Emulating large format on a full frame sensor

One of my favorite things to do is to push the boundaries of what a smaller sensor can achieve. Specifically, I use various tricks to achieve a look similar to medium and large format sensor cameras using full frame or even smaller sensor sizes. The easiest, most straightforward way to achieve this is to use a lens with a really bright aperture that can create extraordinarily shallow depth of field on a relatively small sensor. However, these are often very expensive, and there are limitations to what is physically achievable using optics alone.

This is where digital trickery comes in. To start with, you will need photo editing software capable of automatically aligning and stitching photos together seamlessly. Personally, I use Adobe Photoshop to do this, in combination with Lightroom. Next, you need the right lens, as, while any will do (including a zoom lens on a point-and-shoot camera) using an optimal lens will make this easier and provide better results.
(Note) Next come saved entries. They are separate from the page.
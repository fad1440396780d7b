use std::any::Any;

use serde::{Deserialize, Serialize};

use crate::error::{HandlerResult, SessionResult};
use crate::event::{Notification, Topic};
use crate::plugin::Plugin;
use crate::session::EditorSession;
use crate::surface::{DrawingSurface, ObjectId, SurfaceObject};

/// One row of the layer list: a top-level surface object
#[derive(Debug, Clone, PartialEq, Serialize, Deserialize)]
pub struct Layer {
    /// Same as the object's id
    pub id: ObjectId,
    pub name: String,
    pub visible: bool,
    pub locked: bool,
}

impl Layer {
    fn from_object(object: &SurfaceObject) -> Self {
        Self {
            id: object.id,
            name: object.name.clone().unwrap_or_else(|| "Layer".to_owned()),
            visible: object.visible,
            locked: !object.selectable,
        }
    }
}

/// Keeps a layer list in sync with the surface and edits layer properties.
///
/// Layer state lives on the surface objects themselves (`visible`,
/// `selectable`, `name`), so undo and redo restore it along with everything
/// else. Publishes `layer:updated` whenever the list changes.
#[derive(Debug, Default)]
pub struct LayerManager {
    /// Bottom of the stack first
    layers: Vec<Layer>,
    selected: Option<ObjectId>,
}

impl LayerManager {
    pub fn new() -> Self {
        Self::default()
    }

    pub fn layers(&self) -> &[Layer] {
        &self.layers
    }

    pub fn layer(&self, id: ObjectId) -> Option<&Layer> {
        self.layers.iter().find(|layer| layer.id == id)
    }

    pub fn selected_layer(&self) -> Option<&Layer> {
        self.selected.and_then(|id| self.layer(id))
    }

    /// Show or hide a layer. Returns false for unknown layers.
    pub fn set_visible(&mut self, session: &EditorSession, id: ObjectId, visible: bool) -> SessionResult<bool> {
        self.update_object(session, id, |object| object.visible = visible)
    }

    /// Lock or unlock a layer. Locked layers cannot be selected.
    pub fn set_locked(&mut self, session: &EditorSession, id: ObjectId, locked: bool) -> SessionResult<bool> {
        self.update_object(session, id, |object| object.selectable = !locked)
    }

    pub fn rename(&mut self, session: &EditorSession, id: ObjectId, name: impl Into<String>) -> SessionResult<bool> {
        let name = name.into();
        self.update_object(session, id, |object| object.name = Some(name))
    }

    /// Select a layer's object on the surface. Locked layers are ignored.
    pub fn select_layer(&mut self, session: &EditorSession, id: ObjectId) -> SessionResult<bool> {
        match self.layer(id) {
            Some(layer) if !layer.locked => {}
            _ => return Ok(false),
        }
        session.edit(|surface| surface.set_selection(vec![id]))?;
        self.selected = Some(id);
        Ok(true)
    }

    fn update_object(
        &mut self,
        session: &EditorSession,
        id: ObjectId,
        apply: impl FnOnce(&mut SurfaceObject),
    ) -> SessionResult<bool> {
        let found = session.edit(|surface| match surface.object_mut(id) {
            Some(object) => {
                apply(object);
                surface.mark_committed(id);
                true
            }
            None => false,
        })?;
        if found {
            self.sync(session)?;
        }
        Ok(found)
    }

    /// Rebuild the list from the surface and publish it if it changed
    fn sync(&mut self, session: &EditorSession) -> SessionResult<()> {
        let layers = session.with_surface(Self::collect_layers)?;
        if layers == self.layers {
            return Ok(());
        }

        self.layers = layers;
        if self.selected.is_some_and(|id| self.layer(id).is_none()) {
            self.selected = None;
        }
        log::debug!("Layer list updated: {} layer(s)", self.layers.len());
        session.notify(Notification::LayerUpdated(self.layers.clone()));
        Ok(())
    }

    fn collect_layers(surface: &dyn DrawingSurface) -> Vec<Layer> {
        surface
            .objects()
            .into_iter()
            .filter_map(|id| surface.object(id).map(Layer::from_object))
            .collect()
    }
}

impl Plugin for LayerManager {
    fn init(&mut self, session: &EditorSession) -> HandlerResult {
        self.layers = session.with_surface(Self::collect_layers)?;
        Ok(())
    }

    fn destroy(&mut self, _session: &EditorSession) {
        self.layers.clear();
        self.selected = None;
    }

    fn topics(&self) -> Vec<Topic> {
        vec![
            Topic::OBJECT_ADDED,
            Topic::OBJECT_REMOVED,
            Topic::OBJECT_MODIFIED,
            Topic::SURFACE_RESTORED,
            Topic::SELECTION_CLEARED,
        ]
    }

    fn on_notification(&mut self, session: &EditorSession, notification: &Notification) -> HandlerResult {
        if let Notification::SelectionCleared = notification {
            self.selected = None;
            return Ok(());
        }
        self.sync(session)?;
        Ok(())
    }

    fn as_any(&self) -> &dyn Any {
        self
    }

    fn as_any_mut(&mut self) -> &mut dyn Any {
        self
    }
}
In general, the brighter the aperture, the better, but great optical performance with minimal distortion and vignetting is also advantageous. It's worth stepping down your aperture a bit to achieve a higher quality image. I also prefer moderate focal ranges for such tasks — between 35mm and 85mm is ideal. Take a series of photos with overlapping edges, like a panorama, but rather than aiming for a wide, short, panoramic format, you want to end up with something resembling a standard format image, but composed of many images. Just merge them together in photoshop as you would a panorama, and voila, you have an image which has the look of medium or large format. Note that this doesn't work with moving subjects.

Conclusion

The tools and techniques described here offer exciting ways to push your creative boundaries and create photographs that stand out from the crowd, something which is increasingly difficult nowadays. Once you have mastered the basics of composition and exposure, it's important to continue learning and mastering photography while developing your own unique flare.
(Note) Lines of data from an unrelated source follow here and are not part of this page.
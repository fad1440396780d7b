use std::borrow::Cow;
use std::fmt;

use crate::actions::EditAction;
use crate::plugins::Layer;
use crate::surface::ObjectId;

/// A named notification channel such as `object:modified`
#[derive(Debug, Clone, PartialEq, Eq, Hash, PartialOrd, Ord)]
pub struct Topic(Cow<'static, str>);

impl Topic {
    pub const OBJECT_SELECTED: Topic = Topic::from_static("object:selected");
    pub const SELECTION_CLEARED: Topic = Topic::from_static("selection:cleared");
    pub const OBJECT_MODIFIED: Topic = Topic::from_static("object:modified");
    pub const OBJECT_MOVING: Topic = Topic::from_static("object:moving");
    pub const OBJECT_SCALING: Topic = Topic::from_static("object:scaling");
    pub const OBJECT_ROTATING: Topic = Topic::from_static("object:rotating");
    pub const OBJECT_ADDED: Topic = Topic::from_static("object:added");
    pub const OBJECT_REMOVED: Topic = Topic::from_static("object:removed");
    pub const LAYER_UPDATED: Topic = Topic::from_static("layer:updated");
    pub const SURFACE_RESTORED: Topic = Topic::from_static("surface:restored");

    pub const HISTORY_COMMITTED: Topic = Topic::from_static("history:committed");
    pub const HISTORY_UNDO: Topic = Topic::from_static("history:undo");
    pub const HISTORY_REDO: Topic = Topic::from_static("history:redo");
    pub const SNAPSHOT_IMPORTED: Topic = Topic::from_static("snapshot:imported");

    pub const fn from_static(name: &'static str) -> Self {
        Self(Cow::Borrowed(name))
    }

    /// A plugin-specific topic
    pub fn custom(name: impl Into<String>) -> Self {
        Self(Cow::Owned(name.into()))
    }

    pub fn as_str(&self) -> &str {
        &self.0
    }
}

impl From<&'static str> for Topic {
    fn from(name: &'static str) -> Self {
        Self::from_static(name)
    }
}

impl From<String> for Topic {
    fn from(name: String) -> Self {
        Self::custom(name)
    }
}

impl fmt::Display for Topic {
    fn fmt(&self, f: &mut fmt::Formatter<'_>) -> fmt::Result {
        f.write_str(&self.0)
    }
}

/// Which in-progress transform a surface is reporting
#[derive(Debug, Clone, Copy, PartialEq, Eq, Hash)]
pub enum TransformKind {
    Moving,
    Scaling,
    Rotating,
}

impl TransformKind {
    pub fn topic(self) -> Topic {
        match self {
            TransformKind::Moving => Topic::OBJECT_MOVING,
            TransformKind::Scaling => Topic::OBJECT_SCALING,
            TransformKind::Rotating => Topic::OBJECT_ROTATING,
        }
    }
}

/// A normalized notification fanned out to plugins.
///
/// Each variant belongs to exactly one topic, see [`Notification::topic`].
#[derive(Debug, Clone, PartialEq)]
pub enum Notification {
    /// A selection was created or changed
    ObjectSelected(Vec<ObjectId>),
    SelectionCleared,
    /// A settled change; history has already recorded it
    ObjectModified(ObjectId),
    /// An in-progress drag, resize or rotation
    ObjectTransforming {
        kind: TransformKind,
        object: ObjectId,
    },
    ObjectAdded(ObjectId),
    ObjectRemoved(ObjectId),
    LayerUpdated(Vec<Layer>),
    /// The surface was replaced wholesale (undo, redo or import)
    SurfaceRestored,
    Custom {
        topic: Topic,
        payload: serde_json::Value,
    },
}

impl Notification {
    pub fn topic(&self) -> Topic {
        match self {
            Notification::ObjectSelected(_) => Topic::OBJECT_SELECTED,
            Notification::SelectionCleared => Topic::SELECTION_CLEARED,
            Notification::ObjectModified(_) => Topic::OBJECT_MODIFIED,
            Notification::ObjectTransforming { kind, .. } => kind.topic(),
            Notification::ObjectAdded(_) => Topic::OBJECT_ADDED,
            Notification::ObjectRemoved(_) => Topic::OBJECT_REMOVED,
            Notification::LayerUpdated(_) => Topic::LAYER_UPDATED,
            Notification::SurfaceRestored => Topic::SURFACE_RESTORED,
            Notification::Custom { topic, .. } => topic.clone(),
        }
    }
}

/// Payload of the session-level event bus
#[derive(Debug, Clone, PartialEq)]
pub enum SessionEvent {
    /// A new history entry was recorded
    HistoryCommitted { cursor: usize, len: usize },
    /// Undo or redo moved the history cursor
    HistoryMoved { cursor: usize, len: usize },
    SnapshotImported,
    /// An edit action changed the surface
    ActionPerformed {
        action: EditAction,
        objects: Vec<ObjectId>,
    },
}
Much with the stubborn, niche popularity of film photography, achieving filmic looks using both physical accessories and digital tools is all about the process. It causes you to think more about the shot you're taking and how you want it to turn out. When testing the CineGold filter, I found myself looking for strong backlit situations, which I would normally have avoided. Utilizing the filter, Lightroom presets, and tweaking the exposure a bit, I ended up with one of my all time favorite images. Similarly, with the Goldmorphic filter I sought out subjects I might never have thought to capture.

That same boundary-pushing quality is what serves to recommend all the gadgets and digital tricks we've discussed here. The worlds of analog and digital tools need not be at war with each other. They are complementary forces when utilized as a medium through which to hone your own creativity and skill as a photographer.